(Beginning of DATA LISTING)

// =============================================================================
// Groups
// =============================================================================

/// Decodes a scope's groups document.
///
/// `global` is used to check `g:` references.
///
/// # Errors
///
/// [`StoreError::MissingRequiredSection`] if there is no `groups` section or
/// no default group, [`StoreError::MalformedDocument`] on a wrong shape and
/// [`StoreError::DuplicateEntity`] if two names collide ignoring case.
pub fn decode_groups(
    text: &str,
    path: &Path,
    scope: &str,
    global: &GroupTable,
) -> StoreResult<(GroupTable, LoadReport)> {
    let root = parse_root(text, path)?;
    let mut report = LoadReport::new(path);
    let mut table = GroupTable::new(scope);
    let mut pending: Vec<(String, Vec<String>)> = Vec::new();

    if let Some(groups) = groups_section(&root, path)? {
        for (key, value) in groups {
            let name = key_text(key, path)?;
            let node = entity_node(value, path, &name)?;
            let empty = Mapping::new();
            let node = node.unwrap_or(&empty);

            table
                .create_group(&name)
                .map_err(|e| StoreError::duplicate(path, e))?;

            if is_true(node.get("default")) {
                match table.default_group_name() {
                    None => table.set_default_group(&name)?,
                    Some(kept) => {
                        let kept = kept.to_string();
                        report.warn(LoadWarning::DuplicateDefault {
                            kept,
                            ignored: name.clone(),
                        });
                    }
                }
            }

            let Some(group) = table.group_mut(&name) else {
                continue;
            };

            read_permissions(node, path, &name, &mut group.permissions, &mut report)?;

            match mapping_field(node.get("info"), path, "info")? {
                Some(info) => merge_variables(&mut group.variables, info),
                None => report.warn(LoadWarning::MissingInfo {
                    group: name.clone(),
                }),
            }

            if let Some(inherits) = node_value(node.get("inheritance"), path, "inheritance")? {
                pending.push((name, inherits.into_items()));
            }
        }
    }

    if table.default_group_name().is_none() {
        return Err(StoreError::missing_section(path, "default group"));
    }

    // Second pass: every group exists now.
    for (name, inherits) in pending {
        let mut resolved = Vec::with_capacity(inherits.len());
        for text in inherits {
            let reference = GroupRef::parse(&text);
            let exists = match &reference {
                GroupRef::Global(n) => global.contains(n),
                GroupRef::Local(n) => table.contains(n) || global.contains(n),
            };
            if exists {
                resolved.push(reference);
            } else {
                report.warn(LoadWarning::DanglingReference {
                    referrer: name.clone(),
                    reference,
                });
            }
        }
        if let Some(group) = table.group_mut(&name) {
            for reference in resolved {
                group.add_inherits(reference);
            }
        }
    }

    debug!(
        scope = %scope,
        groups = table.len(),
        warnings = report.warnings().len(),
        "Decoded groups document"
    );
    Ok((table, report))
}
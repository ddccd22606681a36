// SPDX-License-Identifier: PolyForm-Noncommercial-1.0.0
// Copyright (c) 2025 Sylvex. All rights reserved.

//! Configuration schema definitions for ward.
//!
//! # Schema Structure
//!
//! ```text
//! WardConfig
//! ├── data: DataConfig
//! ├── scopes: ScopesConfig
//! ├── mirrors: source scope -> MirrorSpec
//! ├── sync: SyncConfig
//! └── logging: LoggingConfig
//! ```
//!
//! # Mirrors
//!
//! A mirror entry names a source scope that owns data and the scopes that
//! reuse it. The flat form mirrors both tables:
//!
//! ```yaml
//! mirrors:
//!   world:
//!     - world_nether
//!     - world_the_end
//! ```
//!
//! The keyed form names, per target, which tables to mirror:
//!
//! ```yaml
//! mirrors:
//!   survival:
//!     creative: [groups]
//!     hardcore: [groups, users]
//! ```

use crate::error::{ConfigError, ConfigResult};
use serde::{Deserialize, Serialize};
use std::collections::BTreeMap;
use std::fmt;
use std::path::PathBuf;

// =============================================================================
// Constants
// =============================================================================

/// Default data root directory.
pub const DEFAULT_DATA_ROOT: &str = "./data";

/// Default directory, relative to the data root, holding one folder per scope.
pub const DEFAULT_SCOPES_DIR: &str = "scopes";

/// Default directory, relative to the data root, receiving backups.
pub const DEFAULT_BACKUP_DIR: &str = "backup";

/// Default file name of the global groups document.
pub const DEFAULT_GLOBAL_GROUPS_FILE: &str = "GlobalGroups.yml";

/// Default name of the designated default scope.
pub const DEFAULT_SCOPE: &str = "world";

/// Default name of the catch-all scope.
pub const DEFAULT_CATCH_ALL_SCOPE: &str = "all_unnamed_scopes";

// =============================================================================
// Top-Level Configuration
// =============================================================================

/// The root configuration structure for ward.
#[derive(Debug, Clone, Default, Serialize, Deserialize)]
#[serde(deny_unknown_fields)]
pub struct WardConfig {
    /// On-disk layout.
    #[serde(default)]
    pub data: DataConfig,

    /// Scope names.
    #[serde(default)]
    pub scopes: ScopesConfig,

    /// Mirror configuration keyed by source scope.
    #[serde(default)]
    pub mirrors: BTreeMap<String, MirrorSpec>,

    /// Save pass settings.
    #[serde(default)]
    pub sync: SyncConfig,

    /// Logging configuration.
    #[serde(default)]
    pub logging: LoggingConfig,
}

impl WardConfig {
    /// Validates the entire configuration.
    pub fn validate(&self) -> ConfigResult<()> {
        self.data.validate()?;
        self.scopes.validate()?;

        for (source, spec) in &self.mirrors {
            if source.trim().is_empty() {
                return Err(ConfigError::validation(
                    "mirrors",
                    "source scope name must not be empty",
                ));
            }
            spec.validate(source)?;
        }

        Ok(())
    }

    /// Returns every configured mirror as `(source, target)` entries.
    pub fn mirror_entries(&self) -> ConfigResult<Vec<MirrorEntry>> {
        let mut entries = Vec::new();
        for (source, spec) in &self.mirrors {
            entries.extend(spec.entries(source)?);
        }
        Ok(entries)
    }
}

// =============================================================================
// Data Configuration
// =============================================================================

/// On-disk layout of the data tree.
#[derive(Debug, Clone, Serialize, Deserialize)]
#[serde(deny_unknown_fields)]
pub struct DataConfig {
    /// Base directory.
    #[serde(default = "default_data_root")]
    pub root: PathBuf,

    /// Directory holding one folder per scope, relative to `root`.
    #[serde(default = "default_scopes_dir")]
    pub scopes_dir: PathBuf,

    /// Directory receiving backups, relative to `root`.
    #[serde(default = "default_backup_dir")]
    pub backup_dir: PathBuf,

    /// File name of the global groups document inside `root`.
    #[serde(default = "default_global_groups_file")]
    pub global_groups_file: String,
}

fn default_data_root() -> PathBuf {
    PathBuf::from(DEFAULT_DATA_ROOT)
}

fn default_scopes_dir() -> PathBuf {
    PathBuf::from(DEFAULT_SCOPES_DIR)
}

fn default_backup_dir() -> PathBuf {
    PathBuf::from(DEFAULT_BACKUP_DIR)
}

fn default_global_groups_file() -> String {
    DEFAULT_GLOBAL_GROUPS_FILE.to_string()
}

impl DataConfig {
    /// Creates a layout rooted at `root` with default sub-paths.
    pub fn with_root(root: impl Into<PathBuf>) -> Self {
        Self {
            root: root.into(),
            ..Default::default()
        }
    }

    /// Validates the data layout.
    pub fn validate(&self) -> ConfigResult<()> {
        if self.root.as_os_str().is_empty() {
            return Err(ConfigError::missing_field("data.root"));
        }
        if self.global_groups_file.trim().is_empty() {
            return Err(ConfigError::missing_field("data.global_groups_file"));
        }
        Ok(())
    }

    /// Returns the directory holding scope folders.
    pub fn scopes_path(&self) -> PathBuf {
        self.root.join(&self.scopes_dir)
    }

    /// Returns the backup directory.
    pub fn backup_path(&self) -> PathBuf {
        self.root.join(&self.backup_dir)
    }

    /// Returns the global groups document path.
    pub fn global_groups_path(&self) -> PathBuf {
        self.root.join(&self.global_groups_file)
    }
}

impl Default for DataConfig {
    fn default() -> Self {
        Self {
            root: default_data_root(),
            scopes_dir: default_scopes_dir(),
            backup_dir: default_backup_dir(),
            global_groups_file: default_global_groups_file(),
        }
    }
}

// =============================================================================
// Scopes Configuration
// =============================================================================

/// Scope names.
#[derive(Debug, Clone, Serialize, Deserialize)]
#[serde(deny_unknown_fields)]
pub struct ScopesConfig {
    /// The designated default scope.
    #[serde(default = "default_scope")]
    pub default: String,

    /// Scope answering lookups for unknown scope names.
    #[serde(default = "default_catch_all")]
    pub catch_all: String,

    /// Scopes reported as active by the built-in static host.
    #[serde(default)]
    pub active: Vec<String>,
}

fn default_scope() -> String {
    DEFAULT_SCOPE.to_string()
}

fn default_catch_all() -> String {
    DEFAULT_CATCH_ALL_SCOPE.to_string()
}

impl ScopesConfig {
    /// Validates scope names.
    pub fn validate(&self) -> ConfigResult<()> {
        if self.default.trim().is_empty() {
            return Err(ConfigError::validation(
                "scopes.default",
                "default scope name must not be empty",
            ));
        }
        if self.catch_all.trim().is_empty() {
            return Err(ConfigError::validation(
                "scopes.catch_all",
                "catch-all scope name must not be empty",
            ));
        }
        if self.active.iter().any(|s| s.trim().is_empty()) {
            return Err(ConfigError::validation(
                "scopes.active",
                "scope names must not be empty",
            ));
        }
        Ok(())
    }
}

impl Default for ScopesConfig {
    fn default() -> Self {
        Self {
            default: default_scope(),
            catch_all: default_catch_all(),
            active: Vec::new(),
        }
    }
}

// =============================================================================
// Mirror Configuration
// =============================================================================

/// Mirror configuration of one source scope.
#[derive(Debug, Clone, PartialEq, Eq, Serialize, Deserialize)]
#[serde(untagged)]
pub enum MirrorSpec {
    /// Full mirrors of both tables.
    Flat(Vec<String>),
    /// Per-target list of mirrored tables (`groups`, `users`).
    Keyed(BTreeMap<String, Vec<String>>),
}

/// The table a mirror applies to.
#[derive(Debug, Clone, Copy, PartialEq, Eq, Hash, Serialize, Deserialize)]
#[serde(rename_all = "lowercase")]
pub enum MirrorKind {
    /// The group table.
    Groups,
    /// The user table.
    Users,
}

impl MirrorKind {
    /// Parses a kind name, ignoring case.
    pub fn parse(value: &str) -> Option<Self> {
        match value.trim().to_ascii_lowercase().as_str() {
            "groups" => Some(MirrorKind::Groups),
            "users" => Some(MirrorKind::Users),
            _ => None,
        }
    }

    /// Returns the kind name.
    pub fn as_str(&self) -> &'static str {
        match self {
            MirrorKind::Groups => "groups",
            MirrorKind::Users => "users",
        }
    }
}

impl fmt::Display for MirrorKind {
    fn fmt(&self, f: &mut fmt::Formatter<'_>) -> fmt::Result {
        f.write_str(self.as_str())
    }
}

/// One resolved mirror entry.
#[derive(Debug, Clone, PartialEq, Eq)]
pub struct MirrorEntry {
    /// Scope that owns the data.
    pub source: String,
    /// Scope that reuses the data.
    pub target: String,
    /// Whether the group table is mirrored.
    pub groups: bool,
    /// Whether the user table is mirrored.
    pub users: bool,
}

impl MirrorEntry {
    /// Returns `true` if both tables are mirrored.
    pub fn is_full(&self) -> bool {
        self.groups && self.users
    }
}

impl MirrorSpec {
    /// Validates the entry of `source`.
    pub fn validate(&self, source: &str) -> ConfigResult<()> {
        self.entries(source).map(|_| ())
    }

    /// Expands this mirror configuration into entries.
    pub fn entries(&self, source: &str) -> ConfigResult<Vec<MirrorEntry>> {
        let field = format!("mirrors.{}", source);
        match self {
            MirrorSpec::Flat(targets) => targets
                .iter()
                .map(|target| {
                    check_target(&field, target)?;
                    Ok(MirrorEntry {
                        source: source.to_string(),
                        target: target.clone(),
                        groups: true,
                        users: true,
                    })
                })
                .collect(),
            MirrorSpec::Keyed(targets) => targets
                .iter()
                .map(|(target, kinds)| {
                    check_target(&field, target)?;
                    let mut entry = MirrorEntry {
                        source: source.to_string(),
                        target: target.clone(),
                        groups: false,
                        users: false,
                    };
                    for kind in kinds {
                        match MirrorKind::parse(kind) {
                            Some(MirrorKind::Groups) => entry.groups = true,
                            Some(MirrorKind::Users) => entry.users = true,
                            None => {
                                return Err(ConfigError::validation(
                                    format!("{}.{}", field, target),
                                    format!(
                                        "unknown mirror kind '{}', expected 'groups' or 'users'",
                                        kind
                                    ),
                                ))
                            }
                        }
                    }
                    Ok(entry)
                })
                .collect(),
        }
    }
}

fn check_target(field: &str, target: &str) -> ConfigResult<()> {
    if target.trim().is_empty() {
        return Err(ConfigError::validation(
            field,
            "mirror target name must not be empty",
        ));
    }
    Ok(())
}

// =============================================================================
// Sync Configuration
// =============================================================================

/// Save pass settings.
#[derive(Debug, Clone, Default, Serialize, Deserialize)]
#[serde(deny_unknown_fields)]
pub struct SyncConfig {
    /// Write changed tables even when the file on disk is newer.
    #[serde(default)]
    pub overwrite: bool,
}

// =============================================================================
// Logging Configuration
// =============================================================================

/// Logging configuration.
#[derive(Debug, Clone, Default, Serialize, Deserialize)]
#[serde(deny_unknown_fields)]
pub struct LoggingConfig {
    /// Log level.
    #[serde(default)]
    pub level: LogLevel,

    /// Log format.
    #[serde(default)]
    pub format: LogFormat,
}

/// Log level.
#[derive(Debug, Clone, Copy, PartialEq, Eq, Default, Serialize, Deserialize)]
#[serde(rename_all = "lowercase")]
pub enum LogLevel {
    /// Trace level.
    Trace,
    /// Debug level.
    Debug,
    /// Info level.
    #[default]
    Info,
    /// Warning level.
    Warn,
    /// Error level.
    Error,
}

impl LogLevel {
    /// Returns the level name understood by tracing filters.
    pub fn as_str(&self) -> &'static str {
        match self {
            LogLevel::Trace => "trace",
            LogLevel::Debug => "debug",
            LogLevel::Info => "info",
            LogLevel::Warn => "warn",
            LogLevel::Error => "error",
        }
    }
}

/// Log format.
#[derive(Debug, Clone, Copy, PartialEq, Eq, Default, Serialize, Deserialize)]
#[serde(rename_all = "lowercase")]
pub enum LogFormat {
    /// Human-readable text.
    #[default]
    Text,
    /// Compact text.
    Compact,
    /// JSON lines.
    Json,
}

(End of DATA LISTING)

WORK TO BE COMPLETED: Would you output, unchanged, each line from the start of the records to the line that holds "if there is", both included and nothing else?

SOLVED EXERCISE:
// =============================================================================
// Groups
// =============================================================================

/// Decodes a scope's groups document.
///
/// `global` is used to check `g:` references.
///
/// # Errors
///
/// [`StoreError::MissingRequiredSection`] if there is no `groups` section or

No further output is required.